Using Color Analysis to Compare Production Methods
Red is the most preferred color of apple among consumers and outer peel appearance is the main trait used to influence purchases1. Apple peel color varies based on growing conditions and geographical locations and therefore must be closely monitored when comparing various production methods. The most predominant factor that contributes to red pigmentation is both light and temperature, which greatly affect the saturation of color in apple skin. The concentration of red peel color relates directly to anthocyanin production, which depends solely on light intensity and quality. Temperature also affects anthocyanin production and fluctuates, with high temperature reducing concentration and low temperatures increasing these levels.

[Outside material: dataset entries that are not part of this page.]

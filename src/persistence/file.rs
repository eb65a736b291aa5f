use super::{PersistenceError, PersistenceResult};
use crate::calendar::WorkCalendarConfig;
use crate::due_date::DueDate;
use crate::task::{DEFAULT_CATEGORY, Task};
use chrono::NaiveDate;
use serde::{Deserialize, Serialize};
use std::fs::File;
use std::path::Path;

/// Everything needed to restore a worklist: its tasks and its calendar.
#[derive(Debug, Clone, PartialEq, Serialize, Deserialize)]
pub struct WorklistSnapshot {
    #[serde(default)]
    pub calendar: WorkCalendarConfig,
    pub tasks: Vec<Task>,
}

impl WorklistSnapshot {
    pub fn new(calendar: WorkCalendarConfig, tasks: Vec<Task>) -> Self {
        Self { calendar, tasks }
    }
}

pub fn save_snapshot_to_json<P: AsRef<Path>>(
    snapshot: &WorklistSnapshot,
    path: P,
) -> PersistenceResult<()> {
    super::validate_tasks(&snapshot.tasks)?;
    let path = path.as_ref();
    let file = File::create(path)?;
    serde_json::to_writer_pretty(file, snapshot)?;
    tracing::info!(
        path = %path.display(),
        tasks = snapshot.tasks.len(),
        days_off = snapshot.calendar.days_off().len(),
        "saved snapshot"
    );
    Ok(())
}

pub fn load_snapshot_from_json<P: AsRef<Path>>(path: P) -> PersistenceResult<WorklistSnapshot> {
    let path = path.as_ref();
    let file = File::open(path)?;
    let snapshot: WorklistSnapshot = serde_json::from_reader(file)?;
    super::validate_tasks(&snapshot.tasks)?;
    tracing::info!(
        path = %path.display(),
        tasks = snapshot.tasks.len(),
        days_off = snapshot.calendar.days_off().len(),
        "loaded snapshot"
    );
    Ok(snapshot)
}

#[derive(Serialize, Deserialize)]
struct TaskCsvRecord {
    id: u32,
    name: String,
    category: String,
    finished: String,
    time_needed: u32,
    time_used: String,
    earliest_start: String,
    due: String,
    notes: String,
    date_added: String,
}

impl From<&Task> for TaskCsvRecord {
    fn from(task: &Task) -> Self {
        Self {
            id: task.id,
            name: task.name.clone(),
            category: task.category.clone(),
            finished: task.finished.to_string(),
            time_needed: task.time_needed,
            time_used: task.time_used.to_string(),
            earliest_start: format_date(Some(task.earliest_start)),
            due: task.due.to_string(),
            notes: task.notes.clone(),
            date_added: format_date(task.date_added),
        }
    }
}

impl TaskCsvRecord {
    fn into_task(self) -> PersistenceResult<Task> {
        let earliest_start = parse_date(&self.earliest_start)?.ok_or_else(|| {
            PersistenceError::InvalidData(format!("task {} has no earliest_start", self.id))
        })?;
        let due: DueDate = self
            .due
            .parse()
            .map_err(|err| PersistenceError::InvalidData(format!("task {}: {err}", self.id)))?;

        let category = if self.category.trim().is_empty() {
            DEFAULT_CATEGORY.to_string()
        } else {
            self.category
        };

        let mut task = Task::new(self.id, self.name, self.time_needed, earliest_start, due)
            .with_category(category)
            .with_time_used(parse_u32(&self.time_used)?.unwrap_or(0))
            .with_notes(self.notes);
        task.finished = parse_bool(&self.finished)?.unwrap_or(false);
        task.date_added = parse_date(&self.date_added)?;
        Ok(task)
    }
}

pub fn save_tasks_to_csv<P: AsRef<Path>>(tasks: &[Task], path: P) -> PersistenceResult<()> {
    super::validate_tasks(tasks)?;
    let path = path.as_ref();
    let file = File::create(path)?;
    let mut writer = csv::Writer::from_writer(file);
    for task in tasks {
        writer.serialize(TaskCsvRecord::from(task))?;
    }
    writer.flush()?;
    tracing::info!(path = %path.display(), tasks = tasks.len(), "saved tasks to csv");
    Ok(())
}

pub fn load_tasks_from_csv<P: AsRef<Path>>(path: P) -> PersistenceResult<Vec<Task>> {
    let path = path.as_ref();
    let file = File::open(path)?;
    let mut reader = csv::Reader::from_reader(file);
    let mut tasks = Vec::new();
    for record in reader.deserialize::<TaskCsvRecord>() {
        tasks.push(record?.into_task()?);
    }
    super::validate_tasks(&tasks)?;
    tracing::info!(path = %path.display(), tasks = tasks.len(), "loaded tasks from csv");
    Ok(tasks)
}

fn format_date(date: Option<NaiveDate>) -> String {
    date.map(|d| d.format("%Y-%m-%d").to_string())
        .unwrap_or_default()
}

fn parse_date(input: &str) -> PersistenceResult<Option<NaiveDate>> {
    if input.trim().is_empty() {
        return Ok(None);
    }
    NaiveDate::parse_from_str(input.trim(), "%Y-%m-%d")
        .map(Some)
        .map_err(|e| PersistenceError::InvalidData(format!("invalid date '{input}': {e}")))
}

fn parse_u32(input: &str) -> PersistenceResult<Option<u32>> {
    if input.trim().is_empty() {
        return Ok(None);
    }
    input
        .trim()
        .parse::<u32>()
        .map(Some)
        .map_err(|e| PersistenceError::InvalidData(format!("invalid integer '{input}': {e}")))
}

fn parse_bool(input: &str) -> PersistenceResult<Option<bool>> {
    if input.trim().is_empty() {
        return Ok(None);
    }
    match input.trim().to_ascii_lowercase().as_str() {
        "true" => Ok(Some(true)),
        "false" => Ok(Some(false)),
        other => Err(PersistenceError::InvalidData(format!(
            "invalid boolean '{other}'"
        ))),
    }
}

here are several methods used to increase anthocyanin production and improve red color development in red-fruited cultivars. These methods include bagging, plastic film light reflection, fruit thinning, and extensive pruning for improved light penetration. Growers choose each method based on color maturation results to ensure premium crop quality. These results can be monitored using color measurement technology. Spectrophotometers are a common tool used in agricultural sciences due to their durability and ease of use. Processes can be assessed and data can be documented easily as growing conditions are modified and changed. This data can then be used to determine the best methods for optimal color development.
Using Spectrophotometers in Cultivation
Much advancement in spectrophotometric technology has been made to improve fruit cultivation over the past several decades, and new technology continues to influence market competition. Today’s units are designed to withstand the rugged conditions of field use without compromising accuracy. From hand held units to process automation technology, spectrophotometers have become an essential tool for growers around the world.
Each unit is used to measure external color in the NIR (near-infrared region) and provides data about fruit maturity and color development. This method is much more accurate than visual analysis and provides a data system that allows for maximum color maturity without compromising fruit quality. Spectrophotometric analysis is non-destructive, making a preferred system used by grower to improve visual quality without wasted product. By monitoring the ripeness externally, fruit cultivators can develop ideal harvesting times and increase harvest yield.